Парень казался бледным, но не таким испуганным, как можно было ожидать. Подойдя, он молча бросил сверток на пол, вытащил из его пустой середины черный плащ, встряхнул и, воровато оглядевшись, сунул руки в рукава.
Венсан подумал, что, если бы за их деяния ожидала награда, Бернадетту стоило бы взять в долю – слишком многим они ей обязаны.
– Голова, – шепотом напомнил он.
Матье набросил капюшон и опустил низко-низко, так что был виден только выпирающий подбородок.
– Плечи сдвинь вперед.
Парень ссутулился.
Венсан переломил сверток холстины пополам и сунул за траурное полотно, колыхавшееся на окне.
– Все помнишь? Если что-то пойдет не так, сбрасывай плащ и вопи, что схватил ведьму.
– Не поверят ведь, – с тоской прошептал Матье.
– Поверят, – успокоил его Венсан. – Ты на дурака похож, а дуракам всегда верят.
Матье покосился на него, но промолчал.
Он до сих пор не мог понять, как согласился на предложение лекаря. Награды никакой, зато в случае провала его ждут пытки. Только такой безумец, как Бонне, мог затеять все это.

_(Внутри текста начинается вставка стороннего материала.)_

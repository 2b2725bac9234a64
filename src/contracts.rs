// Copyright 2025-present Harīṣh Tummalachērla
// SPDX-License-Identifier: Apache-2.0

//! Runtime contracts for index and scoring invariants.
//!
//! [`verify_index`] walks a built index and reports the first broken
//! invariant. [`check_index_well_formed`] wraps it in `debug_assert!`, so the
//! walk costs nothing in release builds.
//!
//! # INVARIANTS (DO NOT REMOVE THESE CHECKS)
//!
//! | Check                    | Guarantees                                  |
//! |--------------------------|---------------------------------------------|
//! | `MismatchedRecordsTexts` | one searchable text per record              |
//! | `PostingOutOfBounds`     | postings only reference valid positions     |
//! | `UnsortedPostingList`    | postings strictly increasing, no duplicates |
//! | `EmptyPostingList`       | every key has at least one posting          |

use thiserror::Error;

use crate::index::{CollectionIndex, Postings};
use crate::scoring::{EXACT_BASE_SCORE, FUZZY_BASE_SCORE};

// ============================================================================
// COMPILE-TIME ASSERTIONS
// ============================================================================

// INVARIANT: exact beats fuzzy. The best fuzzy base (similarity 1.0) must stay
// below the exact base, otherwise identical evidence could rank fuzzy first.
const _: () = assert!(FUZZY_BASE_SCORE < EXACT_BASE_SCORE);

/// A broken index invariant.
#[derive(Error, Debug, Clone, PartialEq, Eq)]
pub enum InvariantError {
    #[error("records.len() {records} != texts.len() {texts}")]
    MismatchedRecordsTexts { records: usize, texts: usize },

    #[error("{map} posting for {key:?} references position {position} >= {len}")]
    PostingOutOfBounds {
        map: &'static str,
        key: String,
        position: u32,
        len: usize,
    },

    #[error("{map} posting list for {key:?} not strictly increasing at {at}")]
    UnsortedPostingList {
        map: &'static str,
        key: String,
        at: usize,
    },

    #[error("{map} posting list for {key:?} is empty")]
    EmptyPostingList { map: &'static str, key: String },
}

/// Check every structural invariant of a built index.
pub fn verify_index(index: &CollectionIndex) -> Result<(), InvariantError> {
    if index.len() != index.texts().len() {
        return Err(InvariantError::MismatchedRecordsTexts {
            records: index.len(),
            texts: index.texts().len(),
        });
    }

    verify_postings("word", index.words(), index.len())?;
    verify_postings("trigram", index.trigram_map(), index.len())
}

fn verify_postings(map: &'static str, postings: &Postings, len: usize) -> Result<(), InvariantError> {
    for (key, list) in postings {
        if list.is_empty() {
            return Err(InvariantError::EmptyPostingList {
                map,
                key: key.clone(),
            });
        }

        for (i, &position) in list.iter().enumerate() {
            if position as usize >= len {
                return Err(InvariantError::PostingOutOfBounds {
                    map,
                    key: key.clone(),
                    position,
                    len,
                });
            }
            if i > 0 && list[i - 1] >= position {
                return Err(InvariantError::UnsortedPostingList {
                    map,
                    key: key.clone(),
                    at: i,
                });
            }
        }
    }

    Ok(())
}

/// Debug-only: panic if the index is malformed.
#[inline]
pub fn check_index_well_formed(index: &CollectionIndex) {
    debug_assert!(
        verify_index(index).is_ok(),
        "Contract violation in index {:?}: {:?}",
        index.name(),
        verify_index(index).err()
    );
}
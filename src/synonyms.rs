// Copyright 2025-present Harīṣh Tummalachērla
// SPDX-License-Identifier: Apache-2.0

//! Static bidirectional thesaurus for the exact-match path.
//!
//! Each entry maps a canonical term to a set of alternates. Lookup works in
//! both directions: "god" expands to its alternates, and "lord" expands to
//! its set plus the canonical "god". Fuzzy matching never sees synonyms.

use std::collections::{BTreeMap, HashMap};
use std::fs;
use std::path::Path;

use crate::error::{EngineError, Result};
use crate::util::normalize;

#[derive(Debug, Clone, Default, PartialEq, Eq)]
pub struct SynonymTable {
    /// canonical → alternates
    entries: BTreeMap<String, Vec<String>>,
    /// alternate → canonicals that list it
    reverse: HashMap<String, Vec<String>>,
}

impl SynonymTable {
    /// The bundled table (data/synonyms.json).
    pub fn builtin() -> Self {
        Self::from_json(include_str!("../data/synonyms.json")).unwrap_or_else(|e| {
            tracing::error!("bundled synonym table is invalid: {}", e);
            Self::default()
        })
    }

    /// Parse `{"canonical": ["alt", ...], ...}`. Terms are normalized.
    pub fn from_json(json: &str) -> Result<Self> {
        let raw: BTreeMap<String, Vec<String>> =
            serde_json::from_str(json).map_err(EngineError::Synonyms)?;
        Ok(Self::from_entries(raw))
    }

    pub fn from_file(path: impl AsRef<Path>) -> Result<Self> {
        let path = path.as_ref();
        let content = fs::read_to_string(path).map_err(|e| EngineError::io(path, e))?;
        Self::from_json(&content)
    }

    pub fn from_entries<I, K, V, S>(entries: I) -> Self
    where
        I: IntoIterator<Item = (K, V)>,
        K: AsRef<str>,
        V: IntoIterator<Item = S>,
        S: AsRef<str>,
    {
        let mut table = SynonymTable::default();

        for (canonical, alternates) in entries {
            let canonical = normalize(canonical.as_ref());
            if canonical.is_empty() {
                continue;
            }
            let list = table.entries.entry(canonical.clone()).or_default();
            for alt in alternates {
                let alt = normalize(alt.as_ref());
                if alt.is_empty() || alt == canonical || list.contains(&alt) {
                    continue;
                }
                list.push(alt.clone());
                table
                    .reverse
                    .entry(alt)
                    .or_default()
                    .push(canonical.clone());
            }
        }

        table
    }

    /// The token, plus every set it belongs to, deduplicated in first-seen order.
    pub fn expand(&self, token: &str) -> Vec<String> {
        let mut out = vec![token.to_string()];
        let mut push = |term: &str| {
            if !out.iter().any(|t| t == term) {
                out.push(term.to_string());
            }
        };

        if let Some(alternates) = self.entries.get(token) {
            for alt in alternates {
                push(alt);
            }
        }

        if let Some(canonicals) = self.reverse.get(token) {
            for canonical in canonicals {
                push(canonical);
                if let Some(alternates) = self.entries.get(canonical) {
                    for alt in alternates {
                        push(alt);
                    }
                }
            }
        }

        out
    }

    /// Everything [`expand`](Self::expand) returns except the token itself.
    pub fn related(&self, token: &str) -> Vec<String> {
        let mut expanded = self.expand(token);
        expanded.remove(0);
        expanded
    }

    pub fn len(&self) -> usize {
        self.entries.len()
    }

    pub fn is_empty(&self) -> bool {
        self.entries.is_empty()
    }
}
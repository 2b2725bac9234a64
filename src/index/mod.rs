// Copyright 2025-present Harīṣh Tummalachērla
// SPDX-License-Identifier: Apache-2.0

//! Index construction: the data structures that make search fast.
//!
//! Two posting maps per collection:
//! - **Word index**: O(log n) exact token lookup, synonym-aware at query time
//! - **Trigram index**: overlap scoring for typo-tolerant lookup

pub mod builder;
pub mod ngram;
pub mod stop_words;

pub use builder::{
    prepare_record, render_url, slugify, CollectionIndex, IndexStats, IndexedRecord, Postings,
};
pub use ngram::{trigrams, TRIGRAM_LEN};
pub use stop_words::is_stop_word;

Но его безумие оказалось заразительно. Матье был знаком этот горящий взгляд, острый голос, словно вырезающий слова в твоей голове: и захочешь – а не выкинешь их оттуда. Птичка-Николь умеет то же самое. Иначе как объяснить, что он потащился с ней на кладбище Левен?
«Я смогу остановить убийцу, – сказал лекарь. – Может быть, я даже смогу вывести его на чистую воду. Не обещаю, только попробую. Но без тебя у меня ничего не выйдет».
Вот на это Матье и купился. Как же – сам Венсан Бонне просит его о помощи! «Вспомнить бы об этом, когда спину начнут полосовать кнутом», – с горькой издевкой подумал Матье.
Правду говорит лекарь: дурак он, дурак.